Cobb can’t be blamed for Red Wing’s eventual decline. He did the best he could with what he had to work with. The land is in a flood plain — hemmed in on two sides by federal and state military facilities. Pushup greens, built by piling up dirt from the site, were common in his day. The irrigation system was modern for its time.
According to John LaFoy, a practicing architect (Kiskiack in Williamsburg is one of his designs) and former associate of Cobb, Red Wing’s creator was typical of golf course architects working in the years following World War II.
“George Cobb and Ellis Maples and their contemporaries worked in the Robert Trent Jones era. It wasn’t a golden age of architecture, and maybe George’s design features weren’t as dramatic as those architects, but he had a complete understanding of golf strategy. I think George is beginning to get credit for his skill as a golf architect,” said LaFoy in a telephone interview.

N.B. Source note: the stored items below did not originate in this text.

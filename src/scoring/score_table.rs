//! Immutable per-run score snapshot
//!
//! A `ScoreTable` is built once per analysis run and then only read. The
//! aggregation engine re-reads the same table on every weight change, so
//! it is typically shared behind an `Arc`.

use crate::analyzers::Analyzer;
use crate::error::{EngineError, EngineResult};
use crate::models::{ScoreEntry, Solution};
use std::collections::HashMap;
use tracing::{debug, info};

#[derive(Debug, Clone, Default)]
pub struct ScoreTable {
    /// Solution ids in input order (the ranking tie-break order)
    solutions: Vec<String>,
    /// Module ids in first-seen order
    modules: Vec<String>,
    /// module id -> solution id -> entry
    entries: HashMap<String, HashMap<String, ScoreEntry>>,
}

impl ScoreTable {
    pub fn builder() -> ScoreTableBuilder {
        ScoreTableBuilder::default()
    }

    /// Build a table from loose entries; solution order is first appearance
    pub fn from_entries(entries: impl IntoIterator<Item = ScoreEntry>) -> EngineResult<Self> {
        let mut builder = Self::builder();
        for entry in entries {
            builder.insert(entry)?;
        }
        Ok(builder.build())
    }

    /// Run every analyzer once over `solutions` and freeze the results
    pub fn collect(analyzers: &[&dyn Analyzer], solutions: &[Solution]) -> EngineResult<Self> {
        let mut builder =
            Self::builder().with_solutions(solutions.iter().map(|s| s.id.clone()));

        for analyzer in analyzers {
            let entries = analyzer
                .score_all(solutions)
                .map_err(|e| EngineError::AnalyzerFailed {
                    id: analyzer.id().to_string(),
                    message: format!("{:#}", e),
                })?;

            debug!("{} produced {} scores", analyzer.id(), entries.len());

            for entry in entries {
                if entry.module_id != analyzer.id() {
                    return Err(EngineError::AnalyzerFailed {
                        id: analyzer.id().to_string(),
                        message: format!("returned a score for module '{}'", entry.module_id),
                    });
                }
                builder.insert(entry)?;
            }
        }

        let table = builder.build();
        info!(
            "Collected {} scores from {} analyzers over {} solutions",
            table.len(),
            analyzers.len(),
            table.solutions.len()
        );
        Ok(table)
    }

    /// Score for one (module, solution) pair
    pub fn get(&self, module_id: &str, solution_id: &str) -> EngineResult<&ScoreEntry> {
        self.entries
            .get(module_id)
            .and_then(|by_solution| by_solution.get(solution_id))
            .ok_or_else(|| EngineError::MissingScore {
                module_id: module_id.to_string(),
                solution_id: solution_id.to_string(),
            })
    }

    /// Solution ids in input order
    pub fn solutions(&self) -> &[String] {
        &self.solutions
    }

    /// Module ids that have at least one score, in first-seen order
    pub fn module_ids(&self) -> &[String] {
        &self.modules
    }

    pub fn has_module(&self, module_id: &str) -> bool {
        self.entries.contains_key(module_id)
    }

    /// Total number of entries
    pub fn len(&self) -> usize {
        self.entries.values().map(HashMap::len).sum()
    }

    pub fn is_empty(&self) -> bool {
        self.entries.is_empty()
    }

    /// Check that `module_id` scores every solution in the table
    ///
    /// Returns the first solution (in input order) lacking a score.
    pub fn check_complete(&self, module_id: &str) -> EngineResult<()> {
        let by_solution = self.entries.get(module_id);
        for solution_id in &self.solutions {
            if !by_solution.is_some_and(|m| m.contains_key(solution_id)) {
                return Err(EngineError::IncompleteScoreTable {
                    module_id: module_id.to_string(),
                    solution_id: solution_id.clone(),
                });
            }
        }
        Ok(())
    }
}

/// Accumulates entries before the table is frozen
#[derive(Debug, Default)]
pub struct ScoreTableBuilder {
    table: ScoreTable,
}

impl ScoreTableBuilder {
    /// Declare solution order up front
    pub fn with_solutions(mut self, solutions: impl IntoIterator<Item = String>) -> Self {
        for solution in solutions {
            self.push_solution(&solution);
        }
        self
    }

    /// Add one entry
    ///
    /// Rejects duplicates and values outside 0-100 (including NaN).
    pub fn insert(&mut self, entry: ScoreEntry) -> EngineResult<()> {
        if !(0.0..=100.0).contains(&entry.value) {
            return Err(EngineError::ScoreOutOfRange {
                module_id: entry.module_id,
                solution_id: entry.solution_id,
                value: entry.value,
            });
        }

        if self.table.get(&entry.module_id, &entry.solution_id).is_ok() {
            return Err(EngineError::DuplicateScore {
                module_id: entry.module_id,
                solution_id: entry.solution_id,
            });
        }

        self.push_solution(&entry.solution_id);
        if !self.table.entries.contains_key(&entry.module_id) {
            self.table.modules.push(entry.module_id.clone());
        }
        self.table
            .entries
            .entry(entry.module_id.clone())
            .or_default()
            .insert(entry.solution_id.clone(), entry);
        Ok(())
    }

    pub fn build(self) -> ScoreTable {
        self.table
    }

    fn push_solution(&mut self, solution_id: &str) {
        if !self.table.solutions.iter().any(|s| s == solution_id) {
            self.table.solutions.push(solution_id.to_string());
        }
    }
}
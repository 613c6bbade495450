//! Project-level configuration support
//!
//! Loads per-project configuration from `rubricrank.toml` or
//! `.rubricrankrc.json` in the working directory.
//!
//! # Configuration Format
//!
//! ```toml
//! # rubricrank.toml
//!
//! [modules.security]
//! enabled = true
//! weight = 0.30          # Override the default weight
//!
//! [modules.documentation]
//! enabled = false
//!
//! [presets.ship-it]
//! performance = 3
//! security = 1
//!
//! [defaults]
//! preset = "balanced"
//! format = "markdown"
//! ```

use crate::models::AnalyzerModule;
use crate::scoring::{Preset, PresetCatalog};
use anyhow::{bail, Context};
use indexmap::IndexMap;
use serde::Deserialize;
use std::collections::HashMap;
use std::path::Path;
use tracing::{debug, warn};

/// Config file names searched in order
pub const CONFIG_FILE_NAMES: &[&str] = &["rubricrank.toml", ".rubricrankrc.json"];

/// Project configuration loaded from rubricrank.toml
#[derive(Debug, Clone, Deserialize, Default)]
pub struct ProjectConfig {
    /// Per-module overrides (keyed by module id)
    #[serde(default)]
    pub modules: HashMap<String, ModuleOverride>,

    /// Extra presets: name -> module id -> fraction
    #[serde(default)]
    pub presets: IndexMap<String, IndexMap<String, f64>>,

    /// Default CLI settings
    #[serde(default)]
    pub defaults: CliDefaults,
}

/// Override settings for one module
#[derive(Debug, Clone, Deserialize, Default)]
pub struct ModuleOverride {
    /// Enable/disable the module at registration
    #[serde(default)]
    pub enabled: Option<bool>,

    /// Replaces the module's default weight
    #[serde(default)]
    pub weight: Option<f64>,

    /// Replaces the module's display name
    #[serde(default)]
    pub display_name: Option<String>,
}

/// Default CLI flags that can be set in project config
#[derive(Debug, Clone, Deserialize, Default)]
pub struct CliDefaults {
    /// Preset applied before any --weight edits
    #[serde(default)]
    pub preset: Option<String>,

    /// Default output format (text, json, markdown)
    #[serde(default)]
    pub format: Option<String>,
}

/// Load project configuration from a directory.
///
/// Searches for configuration files in this order:
/// 1. `rubricrank.toml`
/// 2. `.rubricrankrc.json`
///
/// A file that fails to parse is skipped with a warning. Returns default
/// configuration if no usable file is found.
pub fn load_project_config(dir: &Path) -> ProjectConfig {
    for name in CONFIG_FILE_NAMES {
        let path = dir.join(name);
        if !path.exists() {
            continue;
        }
        match load_config_file(&path) {
            Ok(config) => {
                debug!("Loaded project config from {}", path.display());
                return config;
            }
            Err(e) => {
                warn!("Failed to load {}: {:#}", path.display(), e);
            }
        }
    }

    debug!("No project config found, using defaults");
    ProjectConfig::default()
}

/// Load and validate a config file, choosing the parser by extension
pub fn load_config_file(path: &Path) -> anyhow::Result<ProjectConfig> {
    let content = std::fs::read_to_string(path)
        .with_context(|| format!("reading {}", path.display()))?;

    let config: ProjectConfig = match path.extension().and_then(|e| e.to_str()) {
        Some("json") => serde_json::from_str(&content)?,
        _ => toml::from_str(&content)?,
    };
    config.validate()?;
    Ok(config)
}

impl ProjectConfig {
    /// Reject negative or non-finite weights and fractions
    pub fn validate(&self) -> anyhow::Result<()> {
        for (id, module) in &self.modules {
            if let Some(weight) = module.weight {
                if !weight.is_finite() || weight < 0.0 {
                    bail!("modules.{}.weight must be a non-negative number, got {}", id, weight);
                }
            }
        }
        for (name, fractions) in &self.presets {
            for (id, fraction) in fractions {
                if !fraction.is_finite() || *fraction < 0.0 {
                    bail!(
                        "presets.{}.{} must be a non-negative number, got {}",
                        name,
                        id,
                        fraction
                    );
                }
            }
        }
        Ok(())
    }

    fn module_override(&self, id: &str) -> Option<&ModuleOverride> {
        self.modules
            .get(id)
            .or_else(|| self.modules.get(&normalize_module_id(id)))
            .or_else(|| {
                self.modules
                    .iter()
                    .find(|(key, _)| normalize_module_id(key) == normalize_module_id(id))
                    .map(|(_, o)| o)
            })
    }

    /// Check if a module is enabled (defaults to the module's own flag)
    pub fn is_module_enabled(&self, id: &str) -> Option<bool> {
        self.module_override(id).and_then(|o| o.enabled)
    }

    /// Apply overrides to a module before it is registered
    pub fn apply_to_module(&self, mut module: AnalyzerModule) -> AnalyzerModule {
        if let Some(o) = self.module_override(&module.id) {
            if let Some(enabled) = o.enabled {
                module.enabled = enabled;
            }
            if let Some(weight) = o.weight {
                module.default_weight = weight;
            }
            if let Some(name) = &o.display_name {
                module.display_name = name.clone();
            }
        }
        module
    }

    /// Built-in presets plus the configured ones (configured names win)
    pub fn preset_catalog(&self) -> PresetCatalog {
        let mut catalog = PresetCatalog::builtin();
        for (name, fractions) in &self.presets {
            let fractions = fractions
                .iter()
                .map(|(id, f)| (normalize_module_id(id), *f));
            catalog.insert(Preset::new(name.clone(), fractions));
        }
        catalog
    }
}

/// Normalize a module id for config lookup
///
/// Accepts kebab-case and mixed case: `Code-Quality` -> `code_quality`.
pub fn normalize_module_id(id: &str) -> String {
    id.trim().to_lowercase().replace('-', "_")
}

#[cfg(test)]
mod tests {
    use super::*;
    use tempfile::TempDir;

    #[test]
    fn test_normalize_module_id() {
        assert_eq!(normalize_module_id("code_quality"), "code_quality");
        assert_eq!(normalize_module_id("Code-Quality"), "code_quality");
        assert_eq!(normalize_module_id(" security "), "security");
    }

    #[test]
    fn test_default_config() {
        let config = ProjectConfig::default();
        assert!(config.is_module_enabled("security").is_none());
        let module = config.apply_to_module(AnalyzerModule::new("security", "Security", 0.15));
        assert!(module.enabled);
        assert!((module.default_weight - 0.15).abs() < f64::EPSILON);
        assert_eq!(config.preset_catalog().len(), PresetCatalog::builtin().len());
    }

    #[test]
    fn test_parse_toml_config() {
        let toml_content = r#"
[modules.security]
weight = 0.3
display_name = "Security"

[modules.requirements-traceability]
enabled = false

[presets.ship-it]
performance = 3
code-quality = 1

[defaults]
preset = "ship-it"
format = "markdown"
"#;

        let config: ProjectConfig = toml::from_str(toml_content).expect("parse config");
        config.validate().expect("valid config");

        let security = config.apply_to_module(AnalyzerModule::new("security", "Security Analysis", 0.15));
        assert!((security.default_weight - 0.3).abs() < f64::EPSILON);
        assert_eq!(security.display_name, "Security");

        assert_eq!(config.is_module_enabled("requirements_traceability"), Some(false));

        let catalog = config.preset_catalog();
        let preset = catalog.get("ship-it").expect("custom preset");
        assert_eq!(preset.fraction("code_quality"), Some(1.0));
        assert_eq!(preset.fraction("performance"), Some(3.0));

        assert_eq!(config.defaults.preset.as_deref(), Some("ship-it"));
        assert_eq!(config.defaults.format.as_deref(), Some("markdown"));
    }

    #[test]
    fn test_validate_rejects_negative() {
        let config: ProjectConfig = toml::from_str(
            r#"
[presets.bad]
security = -1
"#,
        )
        .expect("parse config");
        assert!(config.validate().is_err());
    }

    #[test]
    fn test_load_project_config_prefers_toml() {
        let dir = TempDir::new().expect("temp dir");
        std::fs::write(
            dir.path().join("rubricrank.toml"),
            "[defaults]\nformat = \"json\"\n",
        )
        .expect("write toml");
        std::fs::write(
            dir.path().join(".rubricrankrc.json"),
            r#"{"defaults": {"format": "markdown"}}"#,
        )
        .expect("write json");

        let config = load_project_config(dir.path());
        assert_eq!(config.defaults.format.as_deref(), Some("json"));
    }

    #[test]
    fn test_load_project_config_falls_back_on_bad_toml() {
        let dir = TempDir::new().expect("temp dir");
        std::fs::write(dir.path().join("rubricrank.toml"), "[modules\nbroken").expect("write toml");
        std::fs::write(
            dir.path().join(".rubricrankrc.json"),
            r#"{"modules": {"documentation": {"enabled": false}}}"#,
        )
        .expect("write json");

        let config = load_project_config(dir.path());
        assert_eq!(config.is_module_enabled("documentation"), Some(false));
    }

    #[test]
    fn test_load_missing_config() {
        let dir = TempDir::new().expect("temp dir");
        let config = load_project_config(dir.path());
        assert!(config.modules.is_empty());
        assert!(config.presets.is_empty());
    }

    #[test]
    fn test_load_config_file_strict() {
        let dir = TempDir::new().expect("temp dir");
        let path = dir.path().join("custom.toml");
        std::fs::write(&path, "[modules.security]\nweight = -2\n").expect("write toml");
        assert!(load_config_file(&path).is_err());
        assert!(load_config_file(&dir.path().join("missing.toml")).is_err());
    }
}
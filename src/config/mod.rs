//! Configuration module for rubricrank
//!
//! This module handles:
//! - Project-level configuration (rubricrank.toml)
//! - Module enable flags and weight overrides
//! - Custom presets
//! - CLI defaults

mod project_config;

pub use project_config::{
    load_config_file, load_project_config, normalize_module_id, CliDefaults, ModuleOverride,
    ProjectConfig, CONFIG_FILE_NAMES,
};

LaFoy went on to say of Cobb, “He was born into a family of golfers and raised in Savannah, Georgia. George was artistic and enrolled at the University of Georgia where he studied landscape architecture in the 1930s.” He added, “During World War II, George was a marine and the base commander at Camp Lejeune, North Carolina wanted a golf course built as a physical rehabilitation facility. George had served as the construction chief for a course built earlier at Parris Island, so he got the job.”
Today, Camp Lejuene’s Paradise Point Golf Course features Cobb’s first design, the Gold Course, which opened in 1945 and a 1943 vintage Fred Findlay layout, the Scarlet Course.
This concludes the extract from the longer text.